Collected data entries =
■ ■ ■ ■

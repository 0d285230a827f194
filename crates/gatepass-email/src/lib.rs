// SPDX-FileCopyrightText: 2026 Gatepass Contributors
// SPDX-License-Identifier: MIT OR Apache-2.0

//! Invite email delivery: SMTP transport plus message templating.

pub mod mailer;
pub mod template;

pub use mailer::SmtpMailer;
pub use template::{render, TemplateVariables};
// SPDX-FileCopyrightText: 2026 Gatepass Contributors
// SPDX-License-Identifier: MIT OR Apache-2.0

//! Symbolic duration vocabulary for invite expiry and quota periods.
//!
//! Invite expiries are expressed as a closed set of tokens ("24h", "7d",
//! "never", ...) rather than free-form durations. Tokens map to millisecond
//! magnitudes and human display labels; `never` has no magnitude and compares
//! greater than every other token.

use serde::{Deserialize, Serialize};
use strum::{Display, EnumString};

const HOUR_MS: u64 = 60 * 60 * 1000;
const DAY_MS: u64 = 24 * HOUR_MS;

/// A symbolic invite-expiry duration.
#[derive(
    Debug, Clone, Copy, PartialEq, Eq, Hash, Display, EnumString, Serialize, Deserialize,
)]
pub enum DurationToken {
    #[serde(rename = "1h")]
    #[strum(serialize = "1h")]
    Hour1,
    #[serde(rename = "6h")]
    #[strum(serialize = "6h")]
    Hour6,
    #[serde(rename = "12h")]
    #[strum(serialize = "12h")]
    Hour12,
    #[serde(rename = "24h")]
    #[strum(serialize = "24h")]
    Hour24,
    #[serde(rename = "1d")]
    #[strum(serialize = "1d")]
    Day1,
    #[serde(rename = "3d")]
    #[strum(serialize = "3d")]
    Day3,
    #[serde(rename = "7d")]
    #[strum(serialize = "7d")]
    Day7,
    #[serde(rename = "14d")]
    #[strum(serialize = "14d")]
    Day14,
    #[serde(rename = "30d")]
    #[strum(serialize = "30d")]
    Day30,
    #[serde(rename = "1m")]
    #[strum(serialize = "1m")]
    Month1,
    #[serde(rename = "3m")]
    #[strum(serialize = "3m")]
    Month3,
    #[serde(rename = "6m")]
    #[strum(serialize = "6m")]
    Month6,
    #[serde(rename = "1y")]
    #[strum(serialize = "1y")]
    Year1,
    #[serde(rename = "never")]
    #[strum(serialize = "never")]
    Never,
}

impl DurationToken {
    /// Magnitude in milliseconds. `None` means unbounded (`never`).
    pub fn millis(self) -> Option<u64> {
        match self {
            Self::Hour1 => Some(HOUR_MS),
            Self::Hour6 => Some(6 * HOUR_MS),
            Self::Hour12 => Some(12 * HOUR_MS),
            Self::Hour24 | Self::Day1 => Some(DAY_MS),
            Self::Day3 => Some(3 * DAY_MS),
            Self::Day7 => Some(7 * DAY_MS),
            Self::Day14 => Some(14 * DAY_MS),
            Self::Day30 | Self::Month1 => Some(30 * DAY_MS),
            Self::Month3 => Some(90 * DAY_MS),
            Self::Month6 => Some(180 * DAY_MS),
            Self::Year1 => Some(365 * DAY_MS),
            Self::Never => None,
        }
    }

    /// Human-readable display label.
    pub fn label(self) -> &'static str {
        match self {
            Self::Hour1 => "1 Hour",
            Self::Hour6 => "6 Hours",
            Self::Hour12 => "12 Hours",
            Self::Hour24 => "24 Hours",
            Self::Day1 => "1 Day",
            Self::Day3 => "3 Days",
            Self::Day7 => "7 Days",
            Self::Day14 => "2 Weeks",
            Self::Day30 => "30 Days",
            Self::Month1 => "1 Month",
            Self::Month3 => "3 Months",
            Self::Month6 => "6 Months",
            Self::Year1 => "1 Year",
            Self::Never => "Never",
        }
    }

    /// Whether this token's duration is at most `other`'s, treating `never`
    /// as infinite.
    pub fn at_most(self, other: DurationToken) -> bool {
        match (self.millis(), other.millis()) {
            (_, None) => true,
            (None, Some(_)) => false,
            (Some(a), Some(b)) => a <= b,
        }
    }
}

/// The canonical expiry ladder offered to invite creators, ascending.
pub const EXPIRY_LADDER: [DurationToken; 5] = [
    DurationToken::Hour24,
    DurationToken::Day3,
    DurationToken::Day7,
    DurationToken::Day14,
    DurationToken::Never,
];

/// Quota accounting period for recurring strategies.
#[derive(
    Debug, Clone, Copy, PartialEq, Eq, Hash, Display, EnumString, Serialize, Deserialize,
)]
#[serde(rename_all = "lowercase")]
#[strum(serialize_all = "lowercase")]
pub enum Period {
    Day,
    Week,
    Month,
    Year,
}

impl Period {
    /// Sliding lookback window in milliseconds. The window is anchored at the
    /// instant of evaluation, not at a calendar boundary.
    pub fn lookback_millis(self) -> u64 {
        match self {
            Self::Day => DAY_MS,
            Self::Week => 7 * DAY_MS,
            Self::Month => 30 * DAY_MS,
            Self::Year => 365 * DAY_MS,
        }
    }
}

#[cfg(test)]
mod tests {
    use super::*;
    use std::str::FromStr;

    #[test]
    fn token_magnitudes() {
        assert_eq!(DurationToken::Hour1.millis(), Some(3_600_000));
        assert_eq!(DurationToken::Hour24.millis(), Some(86_400_000));
        // "1d" and "24h" are synonyms.
        assert_eq!(
            DurationToken::Day1.millis(),
            DurationToken::Hour24.millis()
        );
        assert_eq!(
            DurationToken::Day30.millis(),
            DurationToken::Month1.millis()
        );
        assert_eq!(DurationToken::Never.millis(), None);
    }

    #[test]
    fn token_string_round_trip() {
        for token in EXPIRY_LADDER {
            let s = token.to_string();
            let parsed = DurationToken::from_str(&s).unwrap();
            assert_eq!(parsed, token);
        }
        assert_eq!(DurationToken::from_str("14d").unwrap(), DurationToken::Day14);
        assert!(DurationToken::from_str("2w").is_err());
    }

    #[test]
    fn token_serde_uses_short_form() {
        let json = serde_json::to_string(&DurationToken::Day7).unwrap();
        assert_eq!(json, "\"7d\"");
        let parsed: DurationToken = serde_json::from_str("\"never\"").unwrap();
        assert_eq!(parsed, DurationToken::Never);
    }

    #[test]
    fn never_dominates_ordering() {
        assert!(DurationToken::Year1.at_most(DurationToken::Never));
        assert!(!DurationToken::Never.at_most(DurationToken::Year1));
        assert!(DurationToken::Never.at_most(DurationToken::Never));
        assert!(DurationToken::Day3.at_most(DurationToken::Day7));
        assert!(!DurationToken::Day7.at_most(DurationToken::Day3));
    }

    #[test]
    fn labels() {
        assert_eq!(DurationToken::Day14.label(), "2 Weeks");
        assert_eq!(DurationToken::Never.label(), "Never");
    }

    #[test]
    fn expiry_ladder_is_ascending() {
        for pair in EXPIRY_LADDER.windows(2) {
            assert!(pair[0].at_most(pair[1]), "{:?} should be <= {:?}", pair[0], pair[1]);
        }
    }

    #[test]
    fn period_lookbacks() {
        assert_eq!(Period::Day.lookback_millis(), 86_400_000);
        assert_eq!(Period::Week.lookback_millis(), 7 * 86_400_000);
        assert_eq!(Period::from_str("week").unwrap(), Period::Week);
    }
}
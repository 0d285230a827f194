// SPDX-FileCopyrightText: 2026 Gatepass Contributors
// SPDX-License-Identifier: MIT OR Apache-2.0

//! Bulk invite job processing.
//!
//! [`BulkJobRunner`] executes [`BulkJobPayload`]s on detached tokio tasks,
//! persisting progress and a terminal result to the job table.

pub mod payload;
pub mod runner;

pub use payload::BulkJobPayload;
pub use runner::BulkJobRunner;
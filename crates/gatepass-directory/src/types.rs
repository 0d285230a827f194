// SPDX-FileCopyrightText: 2026 Gatepass Contributors
// SPDX-License-Identifier: MIT OR Apache-2.0

//! Wire types for the identity provider's REST API.

use serde::{Deserialize, Serialize};

/// Request body for creating an invitation.
#[derive(Debug, Clone, Serialize)]
pub struct CreateInvitationRequest {
    pub name: String,
    #[serde(skip_serializing_if = "Option::is_none")]
    pub expires: Option<String>,
    pub single_use: bool,
    /// Flow primary key, not slug.
    pub flow: String,
    #[serde(skip_serializing_if = "Option::is_none")]
    pub fixed_data: Option<FixedData>,
}

/// Data stamped onto every account enrolled through the invite.
#[derive(Debug, Clone, Serialize, Deserialize)]
pub struct FixedData {
    #[serde(skip_serializing_if = "Option::is_none")]
    pub invited_by: Option<String>,
    #[serde(skip_serializing_if = "Option::is_none")]
    pub invite_groups: Option<Vec<String>>,
}

/// Paginated list envelope used by every list endpoint.
#[derive(Debug, Deserialize)]
pub struct Paginated<T> {
    pub results: Vec<T>,
}

/// A flow as reported by the provider. `name` and `title` are both optional
/// in practice; display falls back to the slug.
#[derive(Debug, Deserialize)]
pub struct FlowWire {
    pub pk: String,
    pub slug: String,
    #[serde(default)]
    pub name: Option<String>,
    #[serde(default)]
    pub title: Option<String>,
}

impl FlowWire {
    pub fn display_name(&self) -> String {
        self.name
            .clone()
            .filter(|n| !n.is_empty())
            .or_else(|| self.title.clone().filter(|t| !t.is_empty()))
            .unwrap_or_else(|| self.slug.clone())
    }
}

/// A directory user row. The numeric pk is stringified at the boundary.
#[derive(Debug, Deserialize)]
pub struct UserWire {
    pub pk: i64,
    pub username: String,
    #[serde(default)]
    pub name: String,
    #[serde(default)]
    pub email: String,
}

#[cfg(test)]
mod tests {
    use super::*;

    #[test]
    fn create_request_omits_absent_fields() {
        let req = CreateInvitationRequest {
            name: "invite-for-alice".into(),
            expires: None,
            single_use: true,
            flow: "flow-pk".into(),
            fixed_data: None,
        };
        let json = serde_json::to_string(&req).unwrap();
        assert!(!json.contains("expires"));
        assert!(!json.contains("fixed_data"));
    }

    #[test]
    fn flow_display_name_falls_back_to_title_then_slug() {
        let flow: FlowWire = serde_json::from_str(
            r#"{"pk":"1","slug":"enroll","name":"","title":"Enrollment"}"#,
        )
        .unwrap();
        assert_eq!(flow.display_name(), "Enrollment");

        let bare: FlowWire = serde_json::from_str(r#"{"pk":"1","slug":"enroll"}"#).unwrap();
        assert_eq!(bare.display_name(), "enroll");
    }
}
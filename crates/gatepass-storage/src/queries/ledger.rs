// SPDX-FileCopyrightText: 2026 Gatepass Contributors
// SPDX-License-Identifier: MIT OR Apache-2.0

//! Invite ledger queries: recording, quota counting, history, and status
//! transitions.
//!
//! Lifecycle transitions only ever move a record out of ACTIVE. EXHAUSTED
//! and DELETED are terminal.

use std::str::FromStr;

use gatepass_core::{GatepassError, InviteStatus};
use rusqlite::{params, Row};

use crate::database::{map_tr_err, Database};
use crate::models::{GlobalStats, InviteLogRecord};

fn row_to_record(row: &Row<'_>) -> Result<InviteLogRecord, rusqlite::Error> {
    let status_text: String = row.get(5)?;
    let status = InviteStatus::from_str(&status_text).map_err(|e| {
        rusqlite::Error::FromSqlConversionFailure(5, rusqlite::types::Type::Text, Box::new(e))
    })?;
    Ok(InviteLogRecord {
        id: row.get(0)?,
        owner_sub: row.get(1)?,
        invite_external_id: row.get(2)?,
        created_at: row.get(3)?,
        expires_at: row.get(4)?,
        status,
        group_label: row.get(6)?,
    })
}

const SELECT_COLUMNS: &str =
    "id, owner_sub, invite_external_id, created_at, expires_at, status, group_label";

/// Insert a pre-built record. Exposed so tests can backdate `created_at`.
pub async fn insert(db: &Database, record: &InviteLogRecord) -> Result<(), GatepassError> {
    let record = record.clone();
    db.connection()
        .call(move |conn| {
            conn.execute(
                "INSERT INTO invite_ledger \
                 (id, owner_sub, invite_external_id, created_at, expires_at, status, group_label) \
                 VALUES (?1, ?2, ?3, ?4, ?5, ?6, ?7)",
                params![
                    record.id,
                    record.owner_sub,
                    record.invite_external_id,
                    record.created_at,
                    record.expires_at,
                    record.status.to_string(),
                    record.group_label,
                ],
            )?;
            Ok(())
        })
        .await
        .map_err(map_tr_err)
}

/// Record a freshly created invite as ACTIVE and return the new record.
pub async fn log_invite(
    db: &Database,
    owner_sub: &str,
    invite_external_id: &str,
    expires_at: Option<String>,
    group_label: Option<String>,
) -> Result<InviteLogRecord, GatepassError> {
    let record = InviteLogRecord::new(owner_sub, invite_external_id, expires_at, group_label);
    insert(db, &record).await?;
    Ok(record)
}

/// Count ledger entries for an owner, optionally restricted to entries
/// created at or after `since` (ISO 8601 UTC).
///
/// Counts all statuses: revoking or exhausting an invite does not refund
/// quota.
pub async fn count_for_owner(
    db: &Database,
    owner_sub: &str,
    since: Option<&str>,
) -> Result<u64, GatepassError> {
    let owner = owner_sub.to_string();
    let since = since.map(str::to_string);
    db.connection()
        .call(move |conn| {
            let count: i64 = match since {
                Some(since) => conn.query_row(
                    "SELECT COUNT(*) FROM invite_ledger \
                     WHERE owner_sub = ?1 AND created_at >= ?2",
                    params![owner, since],
                    |row| row.get(0),
                )?,
                None => conn.query_row(
                    "SELECT COUNT(*) FROM invite_ledger WHERE owner_sub = ?1",
                    params![owner],
                    |row| row.get(0),
                )?,
            };
            Ok(count as u64)
        })
        .await
        .map_err(map_tr_err)
}

/// An owner's ledger entries, newest first.
pub async fn history(
    db: &Database,
    owner_sub: &str,
    limit: u32,
) -> Result<Vec<InviteLogRecord>, GatepassError> {
    let owner = owner_sub.to_string();
    db.connection()
        .call(move |conn| {
            let mut stmt = conn.prepare(&format!(
                "SELECT {SELECT_COLUMNS} FROM invite_ledger \
                 WHERE owner_sub = ?1 ORDER BY created_at DESC LIMIT ?2"
            ))?;
            let rows = stmt.query_map(params![owner, limit], row_to_record)?;
            rows.collect::<Result<Vec<_>, _>>()
        })
        .await
        .map_err(map_tr_err)
}

/// Look up a single ledger entry by id.
pub async fn find(db: &Database, id: &str) -> Result<Option<InviteLogRecord>, GatepassError> {
    let id = id.to_string();
    db.connection()
        .call(move |conn| {
            let mut stmt = conn.prepare(&format!(
                "SELECT {SELECT_COLUMNS} FROM invite_ledger WHERE id = ?1"
            ))?;
            let mut rows = stmt.query_map(params![id], row_to_record)?;
            rows.next().transpose()
        })
        .await
        .map_err(map_tr_err)
}

async fn transition_from_active(
    db: &Database,
    id: &str,
    to: InviteStatus,
) -> Result<bool, GatepassError> {
    let id = id.to_string();
    db.connection()
        .call(move |conn| {
            let changed = conn.execute(
                "UPDATE invite_ledger SET status = ?1 WHERE id = ?2 AND status = 'ACTIVE'",
                params![to.to_string(), id],
            )?;
            Ok(changed > 0)
        })
        .await
        .map_err(map_tr_err)
}

/// Mark an ACTIVE record EXHAUSTED. Returns false if it was not ACTIVE.
pub async fn mark_exhausted(db: &Database, id: &str) -> Result<bool, GatepassError> {
    transition_from_active(db, id, InviteStatus::Exhausted).await
}

/// Mark an ACTIVE record DELETED. Returns false if it was not ACTIVE.
pub async fn mark_deleted(db: &Database, id: &str) -> Result<bool, GatepassError> {
    transition_from_active(db, id, InviteStatus::Deleted).await
}

/// Purge an owner's ledger entries, resetting their quota usage to zero.
/// Returns the number of purged entries.
pub async fn reset_quota(db: &Database, owner_sub: &str) -> Result<u64, GatepassError> {
    let owner = owner_sub.to_string();
    db.connection()
        .call(move |conn| {
            let deleted = conn.execute(
                "DELETE FROM invite_ledger WHERE owner_sub = ?1",
                params![owner],
            )?;
            Ok(deleted as u64)
        })
        .await
        .map_err(map_tr_err)
}

/// Instance-wide counters. "Today" and "this month" are UTC calendar
/// boundaries, not sliding windows.
pub async fn global_stats(db: &Database) -> Result<GlobalStats, GatepassError> {
    let now = chrono::Utc::now();
    let day_start = now.format("%Y-%m-%dT00:00:00.000Z").to_string();
    let month_start = format!("{}-01T00:00:00.000Z", now.format("%Y-%m"));

    db.connection()
        .call(move |conn| {
            let total_invites: i64 =
                conn.query_row("SELECT COUNT(*) FROM invite_ledger", [], |row| row.get(0))?;
            let unique_users: i64 = conn.query_row(
                "SELECT COUNT(DISTINCT owner_sub) FROM invite_ledger",
                [],
                |row| row.get(0),
            )?;
            let invites_today: i64 = conn.query_row(
                "SELECT COUNT(*) FROM invite_ledger WHERE created_at >= ?1",
                params![day_start],
                |row| row.get(0),
            )?;
            let invites_this_month: i64 = conn.query_row(
                "SELECT COUNT(*) FROM invite_ledger WHERE created_at >= ?1",
                params![month_start],
                |row| row.get(0),
            )?;
            Ok(GlobalStats {
                total_invites: total_invites as u64,
                unique_users: unique_users as u64,
                invites_today: invites_today as u64,
                invites_this_month: invites_this_month as u64,
            })
        })
        .await
        .map_err(map_tr_err)
}

#[cfg(test)]
mod tests {
    use super::*;

    async fn test_db() -> Database {
        Database::open_in_memory().await.unwrap()
    }

    fn backdated(owner: &str, created_at: &str) -> InviteLogRecord {
        let mut record = InviteLogRecord::new(owner, "pk-1", None, None);
        record.created_at = created_at.to_string();
        record
    }

    #[tokio::test]
    async fn log_and_count() {
        let db = test_db().await;
        ledger_seed(&db, "alice", 3).await;
        ledger_seed(&db, "bob", 1).await;

        assert_eq!(count_for_owner(&db, "alice", None).await.unwrap(), 3);
        assert_eq!(count_for_owner(&db, "bob", None).await.unwrap(), 1);
        assert_eq!(count_for_owner(&db, "carol", None).await.unwrap(), 0);
    }

    async fn ledger_seed(db: &Database, owner: &str, n: usize) {
        for i in 0..n {
            log_invite(db, owner, &format!("pk-{i}"), None, None)
                .await
                .unwrap();
        }
    }

    #[tokio::test]
    async fn since_filter_excludes_older_entries() {
        let db = test_db().await;
        insert(&db, &backdated("alice", "2026-01-01T00:00:00.000Z"))
            .await
            .unwrap();
        insert(&db, &backdated("alice", "2026-02-01T00:00:00.000Z"))
            .await
            .unwrap();

        let all = count_for_owner(&db, "alice", None).await.unwrap();
        let recent = count_for_owner(&db, "alice", Some("2026-01-15T00:00:00.000Z"))
            .await
            .unwrap();
        assert_eq!(all, 2);
        assert_eq!(recent, 1);
    }

    #[tokio::test]
    async fn history_is_newest_first_and_limited() {
        let db = test_db().await;
        for day in ["01", "03", "02"] {
            insert(&db, &backdated("alice", &format!("2026-01-{day}T00:00:00.000Z")))
                .await
                .unwrap();
        }

        let rows = history(&db, "alice", 2).await.unwrap();
        assert_eq!(rows.len(), 2);
        assert_eq!(rows[0].created_at, "2026-01-03T00:00:00.000Z");
        assert_eq!(rows[1].created_at, "2026-01-02T00:00:00.000Z");
    }

    #[tokio::test]
    async fn exhausted_and_deleted_are_terminal() {
        let db = test_db().await;
        let record = log_invite(&db, "alice", "pk-1", None, None).await.unwrap();

        assert!(mark_exhausted(&db, &record.id).await.unwrap());
        // Already terminal, second transition is a no-op.
        assert!(!mark_deleted(&db, &record.id).await.unwrap());

        let found = find(&db, &record.id).await.unwrap().unwrap();
        assert_eq!(found.status, InviteStatus::Exhausted);
    }

    #[tokio::test]
    async fn revoked_invites_still_count_toward_quota() {
        let db = test_db().await;
        let record = log_invite(&db, "alice", "pk-1", None, None).await.unwrap();
        mark_deleted(&db, &record.id).await.unwrap();

        assert_eq!(count_for_owner(&db, "alice", None).await.unwrap(), 1);
    }

    #[tokio::test]
    async fn reset_quota_purges_only_the_owner() {
        let db = test_db().await;
        ledger_seed(&db, "alice", 2).await;
        ledger_seed(&db, "bob", 1).await;

        let purged = reset_quota(&db, "alice").await.unwrap();
        assert_eq!(purged, 2);
        assert_eq!(count_for_owner(&db, "alice", None).await.unwrap(), 0);
        assert_eq!(count_for_owner(&db, "bob", None).await.unwrap(), 1);
    }

    #[tokio::test]
    async fn global_stats_counts_calendar_windows() {
        let db = test_db().await;
        ledger_seed(&db, "alice", 2).await;
        ledger_seed(&db, "bob", 1).await;
        insert(&db, &backdated("carol", "2001-01-01T00:00:00.000Z"))
            .await
            .unwrap();

        let stats = global_stats(&db).await.unwrap();
        assert_eq!(stats.total_invites, 4);
        assert_eq!(stats.unique_users, 3);
        assert_eq!(stats.invites_today, 3);
        assert_eq!(stats.invites_this_month, 3);
    }
}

■ ■ ■ ■

PROBLEM STATEMENT =
A complete answer reproduces every line of the records in which the word "impl" occurs.

WRITTEN SOLUTION =
impl DurationToken {
impl Period {
impl FlowWire {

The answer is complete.